Javier Molins is a Spanish international contemporary art curator and writer. He is the artistic advisor to Hortensia Herrero and a regular contributor in the Spanish media on art and culture.

==Career==
Javier Molins started working with Hortensia Herrero in 2013. Together they have been building a collection of Modern and Contemporary Art with the aim of opening a private museum in central Valencia, Spain. On 11 November 2023, the Centro Arte Hortensia Herrero was inaugurated featuring the works by over 50 artists including Anselm Kiefer and George Baselitz. Molins invited six artists to respond to the architecture of the building and create site-specific works of art including Sean Scully, Jaume Plensa, Mat Collishaw, Cristina Inglesias, Tomás Saraceno and Olafur Eliasson.

Molins has curated exhibitions for art galleries and museums in Spain, the UK, Italy, Dubai and Singapore. He has written exhibition catalogues on a number of modern and contemporary artists including Pablo Picasso, Sean Scully, Manolo Valdés and Jaume Plensa. He served as Director of Communication and Development of the Institut Valencià d'Art Modern under the direction of Kosme de Barañano from 2001 to 2004, and was Director of Marlborough Gallery Madrid from 2005 to 2006. In 2011, his documentary film Valdes as Pretext was selected by Spain's Ministry of Culture for the Marché du Film of the Cannes Film Festival. In 2019 his book Artistas en Los Campos Nazis (Artists in the Nazi Camps) was awarded third prize in the Spanish Culture Ministry's annual book awards.

In 2019, Molins curated an exhibition titled HUMAN for Sean Scully in the church of San Giorgio Maggiore during the Venice Biennale, which featured a felt sculpture of 10.4m in height and an illuminated manuscript created especially for the exhibition.
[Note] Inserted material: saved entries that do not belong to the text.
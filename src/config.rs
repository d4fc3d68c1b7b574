//! Configuration types for batch conversion.
//!
//! All batch behaviour is controlled through [`BatchConfig`], built via its
//! [`BatchConfigBuilder`]. Adapter-facing knobs (process time budget, layout
//! caps) live here too so that [`crate::registry::ConverterRegistry::standard`]
//! can hand each adapter exactly what it needs at construction time.

use crate::error::Office2PdfError;
use serde::{Deserialize, Serialize};

/// Configuration for a batch run.
///
/// Built via [`BatchConfig::builder()`] or using [`BatchConfig::default()`].
///
/// # Example
/// ```rust
/// use edgequake_office2pdf::BatchConfig;
///
/// let config = BatchConfig::builder()
///     .process_timeout_secs(60)
///     .concurrency(4)
///     .build()
///     .unwrap();
/// ```
#[derive(Debug, Clone, Serialize, Deserialize)]
pub struct BatchConfig {
    /// Time budget for one adapter attempt, in seconds. Default: 120.
    ///
    /// An attempt that overruns counts as timed out and the next adapter is
    /// tried. External processes are killed together with everything they
    /// started.
    pub process_timeout_secs: u64,

    /// Number of files converted at once. Default: 1 (strictly sequential).
    ///
    /// Attempts for a single file always run one after another regardless.
    /// Raising this also makes LibreOffice run with a private profile per
    /// invocation, since concurrent instances sharing one profile lock each
    /// other out.
    pub concurrency: usize,

    /// Copy PDFs found in the source tree to their mirrored location. Default: true.
    pub copy_existing_pdfs: bool,

    /// Recreate every source directory under the destination before
    /// converting, including directories with nothing to convert. Default: true.
    pub mirror_directories: bool,

    /// Include dot-files and Office lock files (`~$name.docx`). Default: false.
    pub include_hidden: bool,

    /// Limits for the in-process text re-layout adapters.
    pub layout: LayoutOptions,
}

impl Default for BatchConfig {
    fn default() -> Self {
        Self {
            process_timeout_secs: 120,
            concurrency: 1,
            copy_existing_pdfs: true,
            mirror_directories: true,
            include_hidden: false,
            layout: LayoutOptions::default(),
        }
    }
}

impl BatchConfig {
    /// Create a new builder for `BatchConfig`.
    pub fn builder() -> BatchConfigBuilder {
        BatchConfigBuilder {
            config: Self::default(),
        }
    }
}

/// Builder for [`BatchConfig`].
#[derive(Debug)]
pub struct BatchConfigBuilder {
    config: BatchConfig,
}

impl BatchConfigBuilder {
    pub fn process_timeout_secs(mut self, secs: u64) -> Self {
        self.config.process_timeout_secs = secs;
        self
    }

    pub fn concurrency(mut self, n: usize) -> Self {
        self.config.concurrency = n;
        self
    }

    pub fn copy_existing_pdfs(mut self, v: bool) -> Self {
        self.config.copy_existing_pdfs = v;
        self
    }

    pub fn mirror_directories(mut self, v: bool) -> Self {
        self.config.mirror_directories = v;
        self
    }

    pub fn include_hidden(mut self, v: bool) -> Self {
        self.config.include_hidden = v;
        self
    }

    pub fn layout(mut self, layout: LayoutOptions) -> Self {
        self.config.layout = layout;
        self
    }

    /// Build the configuration, validating constraints.
    pub fn build(self) -> Result<BatchConfig, Office2PdfError> {
        let c = &self.config;
        if c.process_timeout_secs == 0 {
            return Err(Office2PdfError::InvalidConfig(
                "Process timeout must be ≥ 1 second".into(),
            ));
        }
        if c.concurrency == 0 {
            return Err(Office2PdfError::InvalidConfig(
                "Concurrency must be ≥ 1".into(),
            ));
        }
        let l = &c.layout;
        if l.max_sheet_rows == 0 || l.max_sheet_columns == 0 {
            return Err(Office2PdfError::InvalidConfig(format!(
                "Sheet caps must be non-zero, got {}×{}",
                l.max_sheet_rows, l.max_sheet_columns
            )));
        }
        if l.max_sheet_cell_chars < 4 || l.max_table_cell_chars < 4 {
            return Err(Office2PdfError::InvalidConfig(
                "Cell truncation limits must be ≥ 4 characters".into(),
            ));
        }
        Ok(self.config)
    }
}

/// Caps applied when a spreadsheet or document table is re-laid out as text.
///
/// Wide sheets and long cells would otherwise produce unreadable PDFs with
/// thousands of near-empty pages.
#[derive(Debug, Clone, Copy, PartialEq, Eq, Serialize, Deserialize)]
pub struct LayoutOptions {
    /// Rows rendered per sheet. Default: 100.
    pub max_sheet_rows: usize,
    /// Columns rendered per sheet. Default: 20.
    pub max_sheet_columns: usize,
    /// Characters kept per spreadsheet cell before `...`. Default: 30.
    pub max_sheet_cell_chars: usize,
    /// Characters kept per word-processor table cell before `...`. Default: 50.
    pub max_table_cell_chars: usize,
}

impl Default for LayoutOptions {
    fn default() -> Self {
        Self {
            max_sheet_rows: 100,
            max_sheet_columns: 20,
            max_sheet_cell_chars: 30,
            max_table_cell_chars: 50,
        }
    }
}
In 2021, Molins was invited back to Venice to curate Ugo Rondinone's exhibition at the Scuola Grande di San Giovannie Evangelista. The exhibition was titled BURN SHINE FLY and featured sculptures in the courtyard, church and exhibition hall. Notably, one of the sculptures was a portrait of Roger Federer and was the subject of a documentary produced by Credit Swiss titled Portrait of a Champion. Roger Federer and Ugo Rondinone.

==Journalism==
Molins is a contributing writer for the Spanish language current affairs magazine Cambio 16 and a cultural critic for ABC (newspaper). He is a regular contributor to White Paper By.